//! Pixel-level enhancement of rendered pages.
//!
//! Pages are converted to 8-bit grayscale, then contrast, brightness and
//! sharpness are scaled by their factors (1.0 is the identity) and an optional
//! 3x3 median filter removes speckle noise.

use crate::plugins::{EnhancementOptions, ImageEnhancer, Plugin};
use crate::{HarvestError, Result};
use async_trait::async_trait;
use image::{DynamicImage, GrayImage, ImageFormat, Luma};
use std::path::{Path, PathBuf};

/// Gaussian sigma of the blur that sharpening extrapolates away from.
const SHARPEN_SIGMA: f32 = 1.0;

const MEDIAN_RADIUS: u32 = 1;

fn clamp_u8(value: f32) -> u8 {
    value.round().clamp(0.0, 255.0) as u8
}

fn adjust_contrast(image: &mut GrayImage, factor: f32) {
    let pixels = u64::from(image.width()) * u64::from(image.height());
    if pixels == 0 {
        return;
    }
    let sum: u64 = image.pixels().map(|p| u64::from(p.0[0])).sum();
    let mean = sum as f32 / pixels as f32;

    for pixel in image.pixels_mut() {
        let value = f32::from(pixel.0[0]);
        pixel.0[0] = clamp_u8(mean + (value - mean) * factor);
    }
}

fn adjust_brightness(image: &mut GrayImage, factor: f32) {
    for pixel in image.pixels_mut() {
        pixel.0[0] = clamp_u8(f32::from(pixel.0[0]) * factor);
    }
}

fn adjust_sharpness(image: &GrayImage, factor: f32) -> GrayImage {
    let blurred = imageproc::filter::gaussian_blur_f32(image, SHARPEN_SIGMA);
    GrayImage::from_fn(image.width(), image.height(), |x, y| {
        let original = f32::from(image.get_pixel(x, y).0[0]);
        let smooth = f32::from(blurred.get_pixel(x, y).0[0]);
        Luma([clamp_u8(smooth + (original - smooth) * factor)])
    })
}

/// Apply `options` to a decoded image.
pub fn enhance_image(image: &DynamicImage, options: &EnhancementOptions) -> GrayImage {
    let mut gray = image.to_luma8();

    if (options.contrast - 1.0).abs() > f32::EPSILON {
        adjust_contrast(&mut gray, options.contrast);
    }
    if (options.brightness - 1.0).abs() > f32::EPSILON {
        adjust_brightness(&mut gray, options.brightness);
    }
    if (options.sharpness - 1.0).abs() > f32::EPSILON && gray.width() > 0 && gray.height() > 0 {
        gray = adjust_sharpness(&gray, options.sharpness);
    }
    if options.denoise {
        gray = imageproc::filter::median_filter(&gray, MEDIAN_RADIUS, MEDIAN_RADIUS);
    }

    gray
}

/// Path of the enhanced copy: `{stem}_enhanced.png` next to the original.
pub fn enhanced_path(image_path: &Path) -> PathBuf {
    let stem = image_path
        .file_stem()
        .map(|s| s.to_string_lossy().into_owned())
        .unwrap_or_else(|| "image".to_string());
    image_path.with_file_name(format!("{}_enhanced.png", stem))
}

fn enhance_file(image_path: &Path, options: &EnhancementOptions) -> Result<PathBuf> {
    let image = image::open(image_path).map_err(|e| {
        HarvestError::enhancement_failed_with_source(format!("Failed to open {}", image_path.display()), e)
    })?;

    let output = enhanced_path(image_path);
    enhance_image(&image, options)
        .save_with_format(&output, ImageFormat::Png)
        .map_err(|e| {
            HarvestError::enhancement_failed_with_source(format!("Failed to write {}", output.display()), e)
        })?;

    Ok(output)
}

/// Enhancer built on the `image` and `imageproc` crates.
#[derive(Debug, Default, Clone, Copy)]
pub struct PixelEnhancer;

impl PixelEnhancer {
    pub fn new() -> Self {
        Self
    }
}

impl Plugin for PixelEnhancer {
    fn name(&self) -> &str {
        "pixel-enhancer"
    }

    fn version(&self) -> String {
        env!("CARGO_PKG_VERSION").to_string()
    }

    fn initialize(&self) -> Result<()> {
        Ok(())
    }

    fn shutdown(&self) -> Result<()> {
        Ok(())
    }

    fn description(&self) -> &str {
        "Grayscale, contrast, brightness, sharpening and median denoising"
    }
}

#[async_trait]
impl ImageEnhancer for PixelEnhancer {
    async fn try_enhance(&self, image_path: &Path, options: &EnhancementOptions) -> Result<PathBuf> {
        let path = image_path.to_path_buf();
        let options = *options;

        tokio::task::spawn_blocking(move || enhance_file(&path, &options))
            .await
            .map_err(|e| HarvestError::enhancement_failed(format!("Enhancement task failed: {}", e)))?
    }
}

===

How to complete this task -> Each record needs to be copied out again, letter for letter.

Written solution ->
//! Pixel-level enhancement of rendered pages.
//!
//! Pages are converted to 8-bit grayscale, then contrast, brightness and
//! sharpness are scaled by their factors (1.0 is the identity) and an optional
//! 3x3 median filter removes speckle noise.

use crate::plugins::{EnhancementOptions, ImageEnhancer, Plugin};
use crate::{HarvestError, Result};
use async_trait::async_trait;
use image::{DynamicImage, GrayImage, ImageFormat, Luma};
use std::path::{Path, PathBuf};

/// Gaussian sigma of the blur that sharpening extrapolates away from.
const SHARPEN_SIGMA: f32 = 1.0;

const MEDIAN_RADIUS: u32 = 1;

fn clamp_u8(value: f32) -> u8 {
    value.round().clamp(0.0, 255.0) as u8
}

fn adjust_contrast(image: &mut GrayImage, factor: f32) {
    let pixels = u64::from(image.width()) * u64::from(image.height());
    if pixels == 0 {
        return;
    }
    let sum: u64 = image.pixels().map(|p| u64::from(p.0[0])).sum();
    let mean = sum as f32 / pixels as f32;

    for pixel in image.pixels_mut() {
        let value = f32::from(pixel.0[0]);
        pixel.0[0] = clamp_u8(mean + (value - mean) * factor);
    }
}

fn adjust_brightness(image: &mut GrayImage, factor: f32) {
    for pixel in image.pixels_mut() {
        pixel.0[0] = clamp_u8(f32::from(pixel.0[0]) * factor);
    }
}

fn adjust_sharpness(image: &GrayImage, factor: f32) -> GrayImage {
    let blurred = imageproc::filter::gaussian_blur_f32(image, SHARPEN_SIGMA);
    GrayImage::from_fn(image.width(), image.height(), |x, y| {
        let original = f32::from(image.get_pixel(x, y).0[0]);
        let smooth = f32::from(blurred.get_pixel(x, y).0[0]);
        Luma([clamp_u8(smooth + (original - smooth) * factor)])
    })
}

/// Apply `options` to a decoded image.
pub fn enhance_image(image: &DynamicImage, options: &EnhancementOptions) -> GrayImage {
    let mut gray = image.to_luma8();

    if (options.contrast - 1.0).abs() > f32::EPSILON {
        adjust_contrast(&mut gray, options.contrast);
    }
    if (options.brightness - 1.0).abs() > f32::EPSILON {
        adjust_brightness(&mut gray, options.brightness);
    }
    if (options.sharpness - 1.0).abs() > f32::EPSILON && gray.width() > 0 && gray.height() > 0 {
        gray = adjust_sharpness(&gray, options.sharpness);
    }
    if options.denoise {
        gray = imageproc::filter::median_filter(&gray, MEDIAN_RADIUS, MEDIAN_RADIUS);
    }

    gray
}

/// Path of the enhanced copy: `{stem}_enhanced.png` next to the original.
pub fn enhanced_path(image_path: &Path) -> PathBuf {
    let stem = image_path
        .file_stem()
        .map(|s| s.to_string_lossy().into_owned())
        .unwrap_or_else(|| "image".to_string());
    image_path.with_file_name(format!("{}_enhanced.png", stem))
}

fn enhance_file(image_path: &Path, options: &EnhancementOptions) -> Result<PathBuf> {
    let image = image::open(image_path).map_err(|e| {
        HarvestError::enhancement_failed_with_source(format!("Failed to open {}", image_path.display()), e)
    })?;

    let output = enhanced_path(image_path);
    enhance_image(&image, options)
        .save_with_format(&output, ImageFormat::Png)
        .map_err(|e| {
            HarvestError::enhancement_failed_with_source(format!("Failed to write {}", output.display()), e)
        })?;

    Ok(output)
}

/// Enhancer built on the `image` and `imageproc` crates.
#[derive(Debug, Default, Clone, Copy)]
pub struct PixelEnhancer;

impl PixelEnhancer {
    pub fn new() -> Self {
        Self
    }
}

impl Plugin for PixelEnhancer {
    fn name(&self) -> &str {
        "pixel-enhancer"
    }

    fn version(&self) -> String {
        env!("CARGO_PKG_VERSION").to_string()
    }

    fn initialize(&self) -> Result<()> {
        Ok(())
    }

    fn shutdown(&self) -> Result<()> {
        Ok(())
    }

    fn description(&self) -> &str {
        "Grayscale, contrast, brightness, sharpening and median denoising"
    }
}

#[async_trait]
impl ImageEnhancer for PixelEnhancer {
    async fn try_enhance(&self, image_path: &Path, options: &EnhancementOptions) -> Result<PathBuf> {
        let path = image_path.to_path_buf();
        let options = *options;

        tokio::task::spawn_blocking(move || enhance_file(&path, &options))
            .await
            .map_err(|e| HarvestError::enhancement_failed(format!("Enhancement task failed: {}", e)))?
    }
}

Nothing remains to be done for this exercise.